Refactor BaseChunker, SemanticChunker and SDPMChunker to support BaseEmbeddings

This pull request includes several changes to improve the flexibility and functionality of the chunking and embedding models in the chonkie package. The most important changes include updating the BaseChunker class to support token counters, modifying the SemanticChunker to use the new embedding model interface, and updating the tests to reflect these changes.

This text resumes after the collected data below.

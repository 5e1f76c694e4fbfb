//! In-memory storage backend
//!
//! Backs the store in tests and serves as the base for the CLI's
//! file-backed areas. Behaves like the browser areas: per-item quota
//! enforcement on write and a change-notification stream.

use std::collections::HashMap;

use async_trait::async_trait;
use serde_json::Value;
use tokio::sync::{broadcast, RwLock};

use crate::storage::{
    serialized_size, StorageArea, StorageChange, StorageError, Tier, SYNC_QUOTA_BYTES,
};

const CHANGE_CHANNEL_CAPACITY: usize = 64;

pub struct MemoryArea {
    tier: Tier,
    quota: Option<usize>,
    entries: RwLock<HashMap<String, Value>>,
    changes: broadcast::Sender<StorageChange>,
}

impl MemoryArea {
    pub fn new(tier: Tier, quota: Option<usize>) -> Self {
        Self::with_entries(tier, quota, HashMap::new())
    }

    /// An area pre-seeded with entries, bypassing quota checks (the entries
    /// were accepted by a previous writer).
    pub fn with_entries(tier: Tier, quota: Option<usize>, entries: HashMap<String, Value>) -> Self {
        let (changes, _) = broadcast::channel(CHANGE_CHANNEL_CAPACITY);
        Self {
            tier,
            quota,
            entries: RwLock::new(entries),
            changes,
        }
    }

    /// An unbounded local-tier area.
    pub fn local() -> Self {
        Self::new(Tier::Local, None)
    }

    /// A sync-tier area with the browser's per-item quota.
    pub fn sync() -> Self {
        Self::new(Tier::Sync, Some(SYNC_QUOTA_BYTES))
    }

    /// Copy of the full key-value map.
    pub async fn snapshot(&self) -> HashMap<String, Value> {
        self.entries.read().await.clone()
    }

    fn notify(&self, changed: Vec<String>) {
        if changed.is_empty() {
            return;
        }
        // No receivers is fine; the send result only reports that.
        let _ = self.changes.send(StorageChange {
            tier: self.tier,
            keys: changed,
        });
    }
}

#[async_trait]
impl StorageArea for MemoryArea {
    async fn get(&self, key: &str) -> Result<Option<Value>, StorageError> {
        Ok(self.entries.read().await.get(key).cloned())
    }

    async fn get_many(&self, keys: &[String]) -> Result<HashMap<String, Value>, StorageError> {
        let entries = self.entries.read().await;
        Ok(keys
            .iter()
            .filter_map(|k| entries.get(k).map(|v| (k.clone(), v.clone())))
            .collect())
    }

    async fn set(&self, entries: HashMap<String, Value>) -> Result<(), StorageError> {
        let mut rejected: Option<StorageError> = None;
        let mut written = Vec::new();
        {
            let mut map = self.entries.write().await;
            for (key, value) in entries {
                if let Some(quota) = self.quota {
                    let size = serialized_size(&value);
                    if size > quota {
                        if rejected.is_none() {
                            rejected = Some(StorageError::QuotaExceeded { key, size, quota });
                        }
                        continue;
                    }
                }
                map.insert(key.clone(), value);
                written.push(key);
            }
        }
        self.notify(written);
        match rejected {
            Some(err) => Err(err),
            None => Ok(()),
        }
    }

    async fn remove(&self, keys: &[String]) -> Result<(), StorageError> {
        let mut removed = Vec::new();
        {
            let mut map = self.entries.write().await;
            for key in keys {
                if map.remove(key).is_some() {
                    removed.push(key.clone());
                }
            }
        }
        self.notify(removed);
        Ok(())
    }

    async fn clear(&self) -> Result<(), StorageError> {
        let removed: Vec<String> = {
            let mut map = self.entries.write().await;
            let keys = map.keys().cloned().collect();
            map.clear();
            keys
        };
        self.notify(removed);
        Ok(())
    }

    async fn keys(&self) -> Result<Vec<String>, StorageError> {
        Ok(self.entries.read().await.keys().cloned().collect())
    }

    fn tier(&self) -> Tier {
        self.tier
    }

    fn quota_bytes_per_item(&self) -> Option<usize> {
        self.quota
    }

    fn subscribe(&self) -> broadcast::Receiver<StorageChange> {
        self.changes.subscribe()
    }
}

Enhancements to BaseChunker:

src/chonkie/chunker/base.py: Updated the BaseChunker class to accept a callable tokenizer or token counter, added methods to count tokens and batch count tokens, and adjusted the initialization logic to handle different types of tokenizers. [1] [2] [3] [4]

Improvements to SemanticChunker:

src/chonkie/chunker/semantic.py: Modified the SemanticChunker to use the new BaseEmbeddings interface, removed redundant import statements, and updated the initialization to use AutoEmbeddings for loading embedding models. [1] [2] [3] [4]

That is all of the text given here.